# Breeders in CA?



## Prince (Feb 26, 2010)

Hi, 
Looking for a breeder in Riverside County, CA. We're interested in the German line for family companionship with small children and Schutzhund training in the future. Have already visited some breeders but the cost is out of reach. Don't plan on showing or breeding. Suggestions?


----------



## robinhuerta (Apr 21, 2007)

I don't know how far she is from you.....but I highly recommend her dogs! Very nice breeder too! We have purchased 2 puppies from her! VERY HAPPY!!!
www.justk9s.com

Best of luck!
Robin


----------



## mspiker03 (Dec 7, 2006)

What is your price range?


----------



## holland (Jan 11, 2009)

What about looking at rescue...if you visited a schutzhund club someone at the club might be able to help you and sometimes clubs know of rescues that might be available.


----------



## robinhuerta (Apr 21, 2007)

Justk9's price range is about $1200..... respectable, average price for puppies.
But like others have mentioned, consider checking into your local shelters.....GREAT dogs & puppies, just looking for the "right" human to allow them to share their love (unconditionally) with, for the rest of their lives!
best wishes!


----------



## Vinnie (Sep 4, 2001)

Adler Stein Kennels-Working Line German Shepherds

I believe she is in LA County but a must check out breeder in CA if you're looking into working lines and Schutzhund. No clue on her prices, you'll have to give her a call.


----------



## Jessiewessie99 (Mar 6, 2009)

I am also from CA, but I am only looking for breeders to keep in mind in the future.I basically want s protective,loyal, sweet, family, and sweet dog.European lines preferreably.


----------



## MikeMartinez10 (Mar 18, 2010)

hey guys i am also in cali , i am purchasing a pup from Melaine @ Drangongsd. She is just great ! My brother bought his GSD from her and recommended her to me . she mainly has old ddr type german sherpards . She is in Arizona and about a 6 hour drive from me in cali. hope this helps .

Dragon German Shepherd, 623-388-0494, German Shepherd Puppies, Czech German Shepherd, Working Dogs, Personal Protection Dogs, Police, K9


----------



## Jambaa (Apr 3, 2010)

MikeMartinez10 said:


> hey guys i am also in cali , i am purchasing a pup from Melaine @ Drangongsd. She is just great ! My brother bought his GSD from her and recommended her to me . she mainly has old ddr type german sherpards . She is in Arizona and about a 6 hour drive from me in cali. hope this helps .
> 
> Dragon German Shepherd, 623-388-0494, German Shepherd Puppies, Czech German Shepherd, Working Dogs, Personal Protection Dogs, Police, K9



Yes, that's very helpful, thanks.

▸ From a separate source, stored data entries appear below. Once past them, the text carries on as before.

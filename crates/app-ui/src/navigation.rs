//! Navigation system for htracker
//!
//! This module provides the type-safe navigation core of the shell:
//! - Route definitions with typed parameters
//! - Navigation stack management (push / pop / clear-and-reset)
//! - A router with a synchronous observer list and committed side effects
//! - The chrome policy mapping each route to its top bar, bottom bar and
//!   drawer availability

use serde::{Deserialize, Serialize};
use thiserror::Error;
use uuid::Uuid;

// =============================================================================
// Route Definitions
// =============================================================================

/// All possible routes in the application
///
/// Routes that carry parameters carry them inline, so an entry on the back
/// stack is self-describing and round-trips through serde without a separate
/// argument bundle.
#[derive(Debug, Clone, PartialEq, Eq, Serialize, Deserialize)]
#[serde(tag = "route", content = "params")]
pub enum Route {
    /// Launch screen, cleared away when entering the main area
    Splash,
    /// Today's habit checklist
    Today,
    /// All habits
    Habits,
    /// Completion history
    History,
    /// Habit creation chooser
    AddHabits,
    /// Habit editor, opened either for an existing habit or from a template
    EditHabits {
        /// Existing habit to edit
        #[serde(skip_serializing_if = "Option::is_none")]
        habit_id: Option<i64>,
        /// Template to instantiate (mutually exclusive with `habit_id` by
        /// convention, both optional)
        #[serde(skip_serializing_if = "Option::is_none")]
        template_id: Option<i64>,
    },
    /// Template list for one template set
    TemplatesHabits {
        /// Template set identifier
        templates_id: i32,
    },
    /// Application settings
    Settings,
}

impl Default for Route {
    fn default() -> Self {
        Route::Splash
    }
}

impl Route {
    /// Translation key for this route's title, if it has one
    pub fn title_key(&self) -> Option<&'static str> {
        match self {
            Route::Splash => None,
            Route::Today => Some("today"),
            Route::Habits => Some("habits"),
            Route::History => Some("history"),
            Route::AddHabits => Some("add-habits"),
            Route::EditHabits { .. } => Some("edit-habits"),
            Route::TemplatesHabits { .. } => Some("templates-habits"),
            Route::Settings => Some("settings"),
        }
    }

    /// Whether this is one of the top-level drawer/bottom-bar sections
    pub fn is_top_level(&self) -> bool {
        matches!(self, Route::Today | Route::Habits | Route::History)
    }

    /// Stable name used in logs and serialized views
    pub fn name(&self) -> &'static str {
        match self {
            Route::Splash => "splash",
            Route::Today => "today",
            Route::Habits => "habits",
            Route::History => "history",
            Route::AddHabits => "add_habits",
            Route::EditHabits { .. } => "edit_habits",
            Route::TemplatesHabits { .. } => "templates_habits",
            Route::Settings => "settings",
        }
    }

    /// Serialize this route (with parameters) for stack persistence or host
    /// hand-off
    pub fn encode(&self) -> String {
        // Route serialization cannot fail: the enum contains only plain data.
        serde_json::to_string(self).unwrap_or_else(|_| "{\"route\":\"Splash\"}".to_string())
    }

    /// Decode a serialized route, validating parameters
    ///
    /// Malformed input surfaces [`NavigationError::MalformedParameters`]
    /// rather than silently producing an unroutable value.
    pub fn decode(encoded: &str) -> Result<Self, NavigationError> {
        serde_json::from_str(encoded)
            .map_err(|source| NavigationError::MalformedParameters { source })
    }

    /// The chrome (top bar, bottom bar, drawer availability) for this route
    pub fn chrome(&self) -> ScaffoldChrome {
        match self {
            Route::Today | Route::Habits | Route::History => ScaffoldChrome {
                top_bar: TopBarKind::Main,
                bottom_bar: true,
                drawer_gestures: true,
            },
            Route::Settings | Route::AddHabits => ScaffoldChrome {
                top_bar: TopBarKind::Step,
                bottom_bar: false,
                drawer_gestures: false,
            },
            Route::EditHabits { .. } | Route::TemplatesHabits { .. } => ScaffoldChrome {
                top_bar: TopBarKind::Window,
                bottom_bar: false,
                drawer_gestures: false,
            },
            Route::Splash => ScaffoldChrome {
                top_bar: TopBarKind::Hidden,
                bottom_bar: false,
                drawer_gestures: false,
            },
        }
    }
}

// =============================================================================
// Chrome Policy
// =============================================================================

/// Which top bar variant a route shows
#[derive(Debug, Clone, Copy, PartialEq, Eq, Serialize, Deserialize)]
#[serde(rename_all = "snake_case")]
pub enum TopBarKind {
    /// No top bar (splash)
    Hidden,
    /// Title, open-drawer action and add-habit action
    Main,
    /// Title and back action
    Step,
    /// Back action only
    Window,
}

/// Chrome configuration derived from the current route
///
/// This is a pure function of the route; see [`Route::chrome`].
#[derive(Debug, Clone, Copy, PartialEq, Eq, Serialize, Deserialize)]
pub struct ScaffoldChrome {
    /// Top bar variant
    pub top_bar: TopBarKind,
    /// Whether the bottom navigation bar is shown
    pub bottom_bar: bool,
    /// Whether drawer swipe gestures are enabled
    pub drawer_gestures: bool,
}

// =============================================================================
// Navigation Errors
// =============================================================================

/// Navigation errors
#[derive(Debug, Error)]
pub enum NavigationError {
    /// A serialized stack entry failed to decode into a valid route
    #[error("malformed route parameters: {source}")]
    MalformedParameters {
        /// Underlying decode failure
        #[source]
        source: serde_json::Error,
    },
}

// =============================================================================
// Navigation Stack
// =============================================================================

/// A navigation stack entry
#[derive(Debug, Clone, PartialEq, Serialize, Deserialize)]
pub struct StackEntry {
    /// The route, parameters included
    pub route: Route,
    /// Unique key for this entry
    pub key: String,
}

impl StackEntry {
    /// Create a new stack entry
    pub fn new(route: Route) -> Self {
        Self {
            route,
            key: Uuid::new_v4().to_string(),
        }
    }
}

/// Ordered history of visited screens, last entry = visible screen
///
/// Invariant: the stack is never empty while the app is running. Only
/// [`NavigationStack::reset`] replaces the whole stack, and it always leaves
/// exactly one entry behind.
#[derive(Debug, Clone, PartialEq, Serialize, Deserialize)]
pub struct NavigationStack {
    /// Stack entries (bottom to top)
    entries: Vec<StackEntry>,
}

impl NavigationStack {
    /// Create a new navigation stack with a root route
    pub fn new(root: Route) -> Self {
        Self {
            entries: vec![StackEntry::new(root)],
        }
    }

    /// Push a route onto the stack
    pub fn push(&mut self, route: Route) {
        self.entries.push(StackEntry::new(route));
    }

    /// Pop the top entry (returns true if popped, false if at root)
    pub fn pop(&mut self) -> bool {
        if self.entries.len() > 1 {
            self.entries.pop();
            true
        } else {
            false
        }
    }

    /// Discard the entire stack and replace it with a single entry
    pub fn reset(&mut self, route: Route) {
        self.entries = vec![StackEntry::new(route)];
    }

    /// Get the current (top) route
    pub fn current(&self) -> &Route {
        &self.current_entry().route
    }

    /// Get the current stack entry
    pub fn current_entry(&self) -> &StackEntry {
        self.entries.last().expect("stack is never empty")
    }

    /// Check if back navigation is possible
    pub fn can_go_back(&self) -> bool {
        self.entries.len() > 1
    }

    /// Get stack depth
    pub fn depth(&self) -> usize {
        self.entries.len()
    }

    /// Get all entries
    pub fn entries(&self) -> &[StackEntry] {
        &self.entries
    }
}

impl Default for NavigationStack {
    fn default() -> Self {
        Self::new(Route::default())
    }
}

// =============================================================================
// Router
// =============================================================================

/// Side effect attached to a navigation, run once the transition commits
pub type SideEffect = Box<dyn FnOnce()>;

/// Observer notified synchronously with the new top route on every commit
pub type Observer = Box<dyn FnMut(&Route)>;

/// Handle for removing a router subscription
#[derive(Debug, Clone, Copy, PartialEq, Eq, Hash)]
pub struct SubscriptionId(u64);

/// Screen router owning the navigation stack
///
/// The router is the single owner of navigation state. All mutation happens
/// through [`Router::navigate_to`] and [`Router::back`] on one cooperative
/// event turn at a time; observers are notified synchronously with the commit
/// so chrome consumers never see a stale route.
///
/// Side effects attached to a navigation are queued against the committed
/// entry and run by [`Router::run_pending_effect`] at the end of the event
/// turn. If a later navigation supersedes the entry before the effect runs,
/// the effect is dropped (last-write-wins).
pub struct Router {
    stack: NavigationStack,
    observers: Vec<(SubscriptionId, Observer)>,
    next_subscription: u64,
    pending_effect: Option<(String, SideEffect)>,
}

impl Router {
    /// Create a router starting at the splash screen
    pub fn new() -> Self {
        Self::with_root(Route::Splash)
    }

    /// Create a router with an explicit root route
    pub fn with_root(root: Route) -> Self {
        Self {
            stack: NavigationStack::new(root),
            observers: Vec::new(),
            next_subscription: 0,
            pending_effect: None,
        }
    }

    /// The currently visible route
    pub fn current_route(&self) -> &Route {
        self.stack.current()
    }

    /// The navigation stack (read-only; the router is the sole owner)
    pub fn stack(&self) -> &NavigationStack {
        &self.stack
    }

    /// Navigate forward to `route`
    ///
    /// With `clear_stack` the prior history is discarded and the new route
    /// becomes the only entry, so Back never returns across a top-level
    /// section switch. `side_effect`, if given, is queued against the new
    /// entry and runs via [`Router::run_pending_effect`] only while that
    /// entry is still on top.
    pub fn navigate_to(&mut self, route: Route, clear_stack: bool, side_effect: Option<SideEffect>) {
        tracing::debug!(
            route = route.name(),
            clear_stack,
            depth = self.stack.depth(),
            "navigate"
        );
        if clear_stack {
            self.stack.reset(route);
        } else {
            self.stack.push(route);
        }
        if let Some(effect) = side_effect {
            self.pending_effect = Some((self.stack.current_entry().key.clone(), effect));
        }
        self.notify();
    }

    /// Navigate back, making the previous entry visible
    ///
    /// Returns `false` without mutating anything when only one entry remains;
    /// exiting the app on that signal is a host concern.
    pub fn back(&mut self) -> bool {
        if !self.stack.pop() {
            tracing::debug!("back ignored at stack root");
            return false;
        }
        tracing::debug!(route = self.stack.current().name(), "back");
        self.notify();
        true
    }

    /// Subscribe to route changes
    ///
    /// The observer is invoked synchronously on every commit, and once
    /// immediately with the current route so new consumers start consistent.
    pub fn subscribe(&mut self, mut observer: Observer) -> SubscriptionId {
        let id = SubscriptionId(self.next_subscription);
        self.next_subscription += 1;
        observer(self.stack.current());
        self.observers.push((id, observer));
        id
    }

    /// Remove a subscription; unknown ids are ignored
    pub fn unsubscribe(&mut self, id: SubscriptionId) {
        self.observers.retain(|(existing, _)| *existing != id);
    }

    /// Run the queued side effect if its transition is still current
    ///
    /// Called by the composition root at the end of each event turn. An
    /// effect whose entry has been superseded (by a further navigation or a
    /// back pop) is dropped without running.
    pub fn run_pending_effect(&mut self) {
        let Some((key, effect)) = self.pending_effect.take() else {
            return;
        };
        if key == self.stack.current_entry().key {
            tracing::debug!(route = self.stack.current().name(), "running navigation side effect");
            effect();
        } else {
            tracing::debug!("navigation side effect superseded, dropped");
        }
    }

    fn notify(&mut self) {
        let route = self.stack.current().clone();
        for (_, observer) in &mut self.observers {
            observer(&route);
        }
    }
}

impl Default for Router {
    fn default() -> Self {
        Self::new()
    }
}

// =============================================================================
// Tests
// =============================================================================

I'm about the same distance from the 623 area code and I'll definitely contact them as well when it's time for me to pick out a GSD. Do you mind if I ask if you searched in CA as well? Thanks.


----------



## robinhuerta (Apr 21, 2007)

Kim at Justk9s is also a DDR breeder...beautiful, strong & certified dogs.


----------



## Mr.Wyatt (Apr 4, 2010)

Im from cali about 45 min from riverside.We recently purchased a male gsd from imported german lines check out www.vom rheinlander.com if you havnt already.They are located in riverside ca.


----------



## Mr.Wyatt (Apr 4, 2010)

check out www.vom rheinlander.com located in riverside ca.


----------



## Petrarch (Apr 13, 2010)

Prince said:


> Hi,
> Looking for a breeder in Riverside County, CA. We're interested in the German line for family companionship with small children and Schutzhund training in the future. Have already visited some breeders but the cost is out of reach. Don't plan on showing or breeding. Suggestions?

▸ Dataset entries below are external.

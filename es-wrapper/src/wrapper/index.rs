//! Bulk indexing adapter.

use serde::Serialize;
use serde_json::Value;
use tracing::{error, warn};

use crate::engine::{v5, v6};
use crate::interfaces::{EsClient, IndexService};
use crate::wrapper::client::{Backend, ClientWrapper};

/// Builds one bulk index action and pushes it into the dispatcher's buffer.
///
/// Each fluent call returns an updated copy, so `add` always sees the
/// coordinates configured on the value it is called on.
#[derive(Clone)]
pub struct IndexAdapter<'a> {
    wrapper: &'a ClientWrapper,
    index: String,
    doc_type: String,
    id: String,
    body: Value,
}

impl<'a> IndexAdapter<'a> {
    pub(crate) fn new(wrapper: &'a ClientWrapper) -> Self {
        Self {
            wrapper,
            index: String::new(),
            doc_type: String::new(),
            id: String::new(),
            body: Value::Null,
        }
    }
}

impl IndexService for IndexAdapter<'_> {
    fn index(mut self, index: &str) -> Self {
        self.index = index.to_string();
        self
    }

    fn doc_type(mut self, doc_type: &str) -> Self {
        self.doc_type = doc_type.to_string();
        self
    }

    fn id(mut self, id: &str) -> Self {
        self.id = id.to_string();
        self
    }

    fn body_json<T: Serialize>(mut self, body: &T) -> Self {
        match serde_json::to_value(body) {
            Ok(value) => self.body = value,
            Err(e) => warn!(error = %e, index = %self.index, "Failed to serialize document body"),
        }
        self
    }

    fn add(&self) {
        let result = match &self.wrapper.backend {
            Backend::V5 { bulk, .. } => bulk.add(
                v5::BulkIndexRequest::new()
                    .index(&self.index)
                    .doc_type(&self.doc_type)
                    .id(&self.id)
                    .doc(self.body.clone()),
            ),
            Backend::V6 { bulk, .. } | Backend::V7 { bulk, .. } => bulk.add(
                v6::BulkIndexRequest::new()
                    .index(&self.index)
                    .doc_type(&self.doc_type)
                    .id(&self.id)
                    .doc(self.body.clone()),
            ),
        };

        if let Err(e) = result {
            error!(
                version = %self.wrapper.version(),
                index = %self.index,
                id = %self.id,
                error = %e,
                "Dropped bulk index request"
            );
        }
    }
}
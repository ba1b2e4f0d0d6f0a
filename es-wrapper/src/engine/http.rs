//! HTTP engine client.
//!
//! Implements every engine family over the `opensearch` transport, which
//! speaks the same REST surface as Elasticsearch 5 through 7.

use async_trait::async_trait;
use opensearch::{
    auth::Credentials,
    http::{
        headers::HeaderMap,
        request::JsonBody,
        response::Response,
        transport::{SingleNodeConnectionPool, TransportBuilder},
        Method,
    },
    indices::IndicesExistsParts,
    BulkParts, MsearchParts, OpenSearch,
};
use serde::{de::DeserializeOwned, Serialize};
use serde_json::Value;
use tracing::{debug, error, info, instrument};
use url::Url;

use crate::engine::bulk::{BulkResponse, BulkSender};
use crate::engine::search::{
    MultiSearchRequest, MultiSearchResult, SearchClient, SearchResult, SearchSource,
};
use crate::engine::{v5, v6};
use crate::errors::EngineError;

#[derive(Serialize)]
struct CreateIndexParams {
    #[serde(skip_serializing_if = "Option::is_none")]
    include_type_name: Option<bool>,
}

#[derive(Serialize)]
struct SearchParams {
    #[serde(skip_serializing_if = "Option::is_none")]
    ignore_unavailable: Option<bool>,
}

/// Engine client speaking HTTP/JSON to a single node.
///
/// # Example
///
/// ```ignore
/// let client = HttpEngineClient::new("http://localhost:9200", None)?;
/// let version = client.ping().await?;
/// ```
pub struct HttpEngineClient {
    client: OpenSearch,
}

impl HttpEngineClient {
    /// Create a client for the given node URL, optionally with basic auth.
    pub fn new(url: &str, basic_auth: Option<(&str, &str)>) -> Result<Self, EngineError> {
        let parsed_url = Url::parse(url).map_err(|e| EngineError::transport(e.to_string()))?;

        let conn_pool = SingleNodeConnectionPool::new(parsed_url);
        let mut builder = TransportBuilder::new(conn_pool).disable_proxy();
        if let Some((username, password)) = basic_auth {
            builder = builder.auth(Credentials::Basic(
                username.to_string(),
                password.to_string(),
            ));
        }
        let transport = builder
            .build()
            .map_err(|e| EngineError::transport(e.to_string()))?;

        info!(url = %url, auth = basic_auth.is_some(), "Created Elasticsearch HTTP client");

        Ok(Self {
            client: OpenSearch::new(transport),
        })
    }

    /// The version number the engine reports, e.g. `"6.8.23"`.
    #[instrument(skip(self))]
    pub async fn ping(&self) -> Result<String, EngineError> {
        let response = self
            .client
            .info()
            .send()
            .await
            .map_err(|e| EngineError::transport(e.to_string()))?;
        let info: Value = read_json(response).await?;

        info["version"]["number"]
            .as_str()
            .map(str::to_string)
            .ok_or_else(|| EngineError::parse("missing version.number in ping response"))
    }

    async fn exists(&self, index: &str) -> Result<bool, EngineError> {
        let response = self
            .client
            .indices()
            .exists(IndicesExistsParts::Index(&[index]))
            .send()
            .await
            .map_err(|e| EngineError::transport(e.to_string()))?;

        match response.status_code().as_u16() {
            200 => Ok(true),
            404 => Ok(false),
            status => {
                let body = response.text().await.unwrap_or_default();
                Err(EngineError::status(status, body))
            }
        }
    }

    #[instrument(skip(self, body))]
    async fn put_index(
        &self,
        index: &str,
        body: &str,
        include_type_name: Option<bool>,
    ) -> Result<Response, EngineError> {
        let body = (!body.is_empty()).then(|| body.to_string());
        self.client
            .send(
                Method::Put,
                &format!("/{}", index),
                HeaderMap::new(),
                Some(&CreateIndexParams { include_type_name }),
                body,
                None,
            )
            .await
            .map_err(|e| EngineError::transport(e.to_string()))
    }
}

/// Decode a successful response, or turn a failed one into a status error.
async fn read_json<T: DeserializeOwned>(response: Response) -> Result<T, EngineError> {
    let status = response.status_code();
    if !status.is_success() {
        let body = response.text().await.unwrap_or_default();
        error!(status = %status, body = %body, "Elasticsearch request failed");
        return Err(EngineError::status(status.as_u16(), body));
    }
    response
        .json::<T>()
        .await
        .map_err(|e| EngineError::parse(e.to_string()))
}

/// `_search` path for the given indices and types.
fn search_path(indices: &[String], types: &[String]) -> String {
    match (indices.is_empty(), types.is_empty()) {
        (true, true) => "/_search".to_string(),
        (true, false) => format!("/_all/{}/_search", types.join(",")),
        (false, true) => format!("/{}/_search", indices.join(",")),
        (false, false) => format!("/{}/{}/_search", indices.join(","), types.join(",")),
    }
}

/// Major version from a reported version number such as `"7.10.2"`.
pub fn major_version(number: &str) -> Result<u8, EngineError> {
    number
        .split('.')
        .next()
        .and_then(|major| major.parse().ok())
        .ok_or_else(|| EngineError::parse(format!("invalid version number: {:?}", number)))
}

#[async_trait]
impl v5::Client for HttpEngineClient {
    async fn index_exists(&self, index: &str) -> Result<bool, EngineError> {
        self.exists(index).await
    }

    async fn create_index(
        &self,
        index: &str,
        body: &str,
    ) -> Result<v5::CreateIndexResponse, EngineError> {
        let response = self.put_index(index, body, None).await?;
        read_json(response).await
    }
}

#[async_trait]
impl v6::Client for HttpEngineClient {
    async fn index_exists(&self, index: &str) -> Result<bool, EngineError> {
        self.exists(index).await
    }

    async fn create_index(
        &self,
        request: &v6::CreateIndexRequest,
    ) -> Result<v6::CreateIndexResponse, EngineError> {
        let include_type_name = request.include_type_name.then_some(true);
        let response = self
            .put_index(&request.index, &request.body, include_type_name)
            .await?;
        read_json(response).await
    }
}

#[async_trait]
impl SearchClient for HttpEngineClient {
    async fn search(&self, source: &SearchSource) -> Result<SearchResult, EngineError> {
        let path = search_path(source.indices(), source.types());
        debug!(path = %path, "Executing search");

        let response = self
            .client
            .send(
                Method::Post,
                &path,
                HeaderMap::new(),
                Some(&SearchParams {
                    ignore_unavailable: source.ignore_unavailable_flag(),
                }),
                Some(JsonBody::new(source.body())),
                None,
            )
            .await
            .map_err(|e| EngineError::transport(e.to_string()))?;
        read_json(response).await
    }

    async fn multi_search(
        &self,
        request: &MultiSearchRequest,
    ) -> Result<MultiSearchResult, EngineError> {
        let indices: Vec<&str> = request.indices().iter().map(String::as_str).collect();
        let parts = if indices.is_empty() {
            MsearchParts::None
        } else {
            MsearchParts::Index(&indices)
        };
        let body: Vec<JsonBody<Value>> =
            request.lines().into_iter().map(JsonBody::new).collect();

        debug!(requests = request.requests().len(), "Executing multi-search");

        let response = self
            .client
            .msearch(parts)
            .body(body)
            .send()
            .await
            .map_err(|e| EngineError::transport(e.to_string()))?;
        read_json(response).await
    }
}

#[async_trait]
impl BulkSender for HttpEngineClient {
    async fn bulk(&self, lines: Vec<Value>) -> Result<BulkResponse, EngineError> {
        let body: Vec<JsonBody<Value>> = lines.into_iter().map(JsonBody::new).collect();

        let response = self
            .client
            .bulk(BulkParts::None)
            .body(body)
            .send()
            .await
            .map_err(|e| EngineError::transport(e.to_string()))?;
        read_json(response).await
    }
}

Don't rule out some excellent rescues for puppies. GSROC.org is getting pure puppies, especially at this time of year. Cost is reasonable, and the pup will be pre-screened for intelligence, personality. That is where I got mine, and he is mega-intelligent.


----------



## timmster (Jan 26, 2011)

I posted this in your welcome section thread, but in case you didn't see it see it, here it is again:

Hello Prince! What a coincidence i am currently in school at UC Riverside! I also enjoy the outdoors, but when you do eventually get your GSD, be sure to make sure he/she doesn't overheat. As you know, the tempereature here during the summers can be above 90 for several weeks at a time. I am also an avid runner, so make sure you account for the extreme heat here in the inland empire before going on a hair-brained 6 mile run in 95 degrees

Make sure you have your young lab fully acclimated to living in your house and have the house rules set with one dog before you bring in a second one. Then you can have your lab act almost as a mentor to your new GSD pup (assuming you want a pup)

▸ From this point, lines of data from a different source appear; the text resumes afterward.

//! Capability interfaces exposed to the storage backend.
//!
//! Span writers, readers and index management depend on these traits only,
//! never on the engine version behind them.

mod es_client;

pub use es_client::{
    EsClient, IndexService, IndicesCreateService, IndicesExistsService, MultiSearchService,
    SearchService,
};
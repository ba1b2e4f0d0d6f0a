//! Dispatcher and per-capability adapters.

mod client;
mod index;
mod indices;
mod search;

pub use client::ClientWrapper;
pub use index::IndexAdapter;
pub use indices::{IndicesCreateAdapter, IndicesExistsAdapter};
pub use search::{MultiSearchAdapter, SearchAdapter};
//! # Elasticsearch Span Storage
//!
//! Startup wiring for the Elasticsearch span storage backend: reads the
//! connection options, settles the engine version and hands back a ready
//! [`es_wrapper::ClientWrapper`].

pub mod config;

pub use config::{Dependencies, EsOptions};

use thiserror::Error;

/// Errors that can occur while starting or stopping the storage backend.
#[derive(Error, Debug)]
pub enum StorageError {
    /// Configuration error.
    #[error("Configuration error: {0}")]
    ConfigError(String),

    /// Wrapper error.
    #[error("Wrapper error: {0}")]
    WrapperError(#[from] es_wrapper::WrapperError),

    /// Engine error.
    #[error("Engine error: {0}")]
    EngineError(#[from] es_wrapper::EngineError),

    /// IO error.
    #[error("IO error: {0}")]
    IoError(#[from] std::io::Error),
}

impl StorageError {
    /// Create a configuration error.
    pub fn config(msg: impl Into<String>) -> Self {
        Self::ConfigError(msg.into())
    }
}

I've always been an advocate for rescuing, as there are plenty of absolutely gorgeous purebred GSDs that are waiting for homes in rescues, and there are plenty of adorable puppies too! Here are some local-ish rescues

German Shepherd Rescue of Orange County. Non-profit adoption organization helping neglected, abused, abandoned and rescued German Shepherds find a good home.

Coastal's Available Dogs

Welcome to the Westside German Shepherd Rescue of Los Angeles

Good luck with your future pet! 

P.S. Do you know of any GSD or large dog friendly apartments close to UC Riverside? And preferably on the cheaper side? Tuition here is getting ridiculous!


----------



## [email protected] (Apr 24, 2011)

*Lundborg-land German Shepherds*



Petrarch said:


> Don't rule out some excellent rescues for puppies. GSROC.org is getting pure puppies, especially at this time of year. Cost is reasonable, and the pup will be pre-screened for intelligence, personality. That is where I got mine, and he is mega-intelligent.


I highly recommend Lundborg-Land German Shepherds in Perris. 
Linda Lundborg breeds high quality show/Sch West German lines. with excellent temperament. Her dogs fit into family type homes very well. We have a 14 month old out of her V Onix Von Der Rotten Matter. She has fabulous temperament, she was easily trained and a real beauty. Cannot believe she already has her CGC, passed with ease. Jilly loves kids, and everyone and is fine with other dogs. She is a gentle soul. Linda treats buyers RIGHT. I'm so glad we bought a puppy from her. 

Linda was very kind to us when we went to visit her dogs. We had just lost our 12 yr old. We never felt 'pushed' to buy!!


----------